--- The problem ---
Please report how many lines in the records below contain "TlsFailure". Reply with the number alone.

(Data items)
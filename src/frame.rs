use crate::error::Error;

/// Frame opcodes as defined by RFC 6455 section 5.2. The nibbles not listed
/// here (0x3-0x7 and 0xB-0xF) are reserved, and receiving one of them fails
/// the connection.
#[derive(Debug, Clone, Copy, PartialEq, Eq)]
pub enum OpCode {
    Continue,
    Text,
    Binary,
    Close,
    Ping,
    Pong,
}

impl OpCode {
    pub fn from(byte: u8) -> Result<Self, Error> {
        match byte {
            0x0 => Ok(OpCode::Continue),
            0x1 => Ok(OpCode::Text),
            0x2 => Ok(OpCode::Binary),
            0x8 => Ok(OpCode::Close),
            0x9 => Ok(OpCode::Ping),
            0xA => Ok(OpCode::Pong),
            other => Err(Error::ReservedOpcode(other)),
        }
    }

    pub fn as_u8(&self) -> u8 {
        match self {
            OpCode::Continue => 0x0,
            OpCode::Text => 0x1,
            OpCode::Binary => 0x2,
            OpCode::Close => 0x8,
            OpCode::Ping => 0x9,
            OpCode::Pong => 0xA,
        }
    }

    pub fn is_control(&self) -> bool {
        matches!(self, OpCode::Close | OpCode::Ping | OpCode::Pong)
    }

    pub fn is_data(&self) -> bool {
        matches!(self, OpCode::Text | OpCode::Binary)
    }
}

/// Close status codes from RFC 6455 section 7.4.1.
///
/// `NoStatus`, `Abnormal` and `TlsFailure` only exist to describe a closure
/// locally and must never appear inside a close frame on the wire.
#[derive(Debug, Clone, Copy, PartialEq, Eq)]
pub enum CloseCode {
    Normal,
    Away,
    Protocol,
    Unsupported,
    NoStatus,
    Abnormal,
    InvalidData,
    Policy,
    TooBig,
    Extension,
    ServerError,
    TlsFailure,
    Other(u16),
}

impl CloseCode {
    pub fn from_u16(code: u16) -> Self {
        match code {
            1000 => CloseCode::Normal,
            1001 => CloseCode::Away,
            1002 => CloseCode::Protocol,
            1003 => CloseCode::Unsupported,
            1005 => CloseCode::NoStatus,
            1006 => CloseCode::Abnormal,
            1007 => CloseCode::InvalidData,
            1008 => CloseCode::Policy,
            1009 => CloseCode::TooBig,
            1010 => CloseCode::Extension,
            1011 => CloseCode::ServerError,
            1015 => CloseCode::TlsFailure,
            other => CloseCode::Other(other),
        }
    }

    pub fn as_u16(&self) -> u16 {
        match self {
            CloseCode::Normal => 1000,
            CloseCode::Away => 1001,
            CloseCode::Protocol => 1002,
            CloseCode::Unsupported => 1003,
            CloseCode::NoStatus => 1005,
            CloseCode::Abnormal => 1006,
            CloseCode::InvalidData => 1007,
            CloseCode::Policy => 1008,
            CloseCode::TooBig => 1009,
            CloseCode::Extension => 1010,
            CloseCode::ServerError => 1011,
            CloseCode::TlsFailure => 1015,
            CloseCode::Other(code) => *code,
        }
    }

    /// Whether this code may be carried inside a close frame. 1005, 1006 and
    /// 1015 are reserved for local reporting, codes below 1000 are not
    /// defined, and the private range 3000-4999 is the only open space above
    /// the protocol-reserved block.
    pub fn is_allowed_on_wire(&self) -> bool {
        match self {
            CloseCode::NoStatus | CloseCode::Abnormal | CloseCode::TlsFailure => false,
            CloseCode::Other(code) => matches!(*code, 3000..=4999),
            _ => true,
        }
    }
}

/// Code/reason pair carried by a close frame, or recorded locally when the
/// connection dies without one.
#[derive(Debug, Clone, PartialEq, Eq)]
pub struct CloseFrame {
    pub code: CloseCode,
    pub reason: String,
}

impl CloseFrame {
    pub fn new(code: CloseCode, reason: impl Into<String>) -> Self {
        Self {
            code,
            reason: reason.into(),
        }
    }

    /// Parses a close frame payload. An empty payload means no status was
    /// given, a single byte is malformed, and a non-UTF-8 reason fails with
    /// an inconsistent-data error.
    pub fn parse(payload: &[u8]) -> Result<Option<Self>, Error> {
        match payload.len() {
            0 => Ok(None),
            1 => Err(Error::InvalidClosePayload),
            _ => {
                let code = CloseCode::from_u16(u16::from_be_bytes([payload[0], payload[1]]));
                let reason = String::from_utf8(payload[2..].to_vec())?;
                Ok(Some(CloseFrame::new(code, reason)))
            }
        }
    }

    /// Serializes into a close frame payload: big-endian code followed by the
    /// UTF-8 reason. The reason is capped at 123 bytes so the whole control
    /// payload stays within 125.
    pub fn encode(&self) -> Result<Vec<u8>, Error> {
        if !self.code.is_allowed_on_wire() {
            return Err(Error::InvalidCloseCode(self.code.as_u16()));
        }
        if self.reason.len() > 123 {
            return Err(Error::CloseReasonTooLong);
        }
        let mut payload = Vec::with_capacity(2 + self.reason.len());
        payload.extend_from_slice(&self.code.as_u16().to_be_bytes());
        payload.extend_from_slice(self.reason.as_bytes());
        Ok(payload)
    }
}

#[derive(Debug, Clone)]
pub struct Frame {
    pub final_fragment: bool,
    pub opcode: OpCode,
    pub payload: Vec<u8>,
    pub compressed: bool,
}

impl Frame {
    pub fn new(final_fragment: bool, opcode: OpCode, payload: Vec<u8>, compressed: bool) -> Self {
        Self {
            final_fragment,
            opcode,
            payload,
            compressed,
        }
    }

    pub fn close(frame: &CloseFrame) -> Result<Self, Error> {
        Ok(Frame::new(true, OpCode::Close, frame.encode()?, false))
    }

    pub fn ping(payload: Vec<u8>) -> Self {
        Frame::new(true, OpCode::Ping, payload, false)
    }

    pub fn pong(payload: Vec<u8>) -> Self {
        Frame::new(true, OpCode::Pong, payload, false)
    }
}

// The mask is a plain XOR with the key repeated over the payload, which makes
// the operation its own inverse.
pub fn apply_mask(payload: &mut [u8], mask: [u8; 4]) {
    for (i, byte) in payload.iter_mut().enumerate() {
        *byte ^= mask[i % 4];
    }
}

--- Response ---
5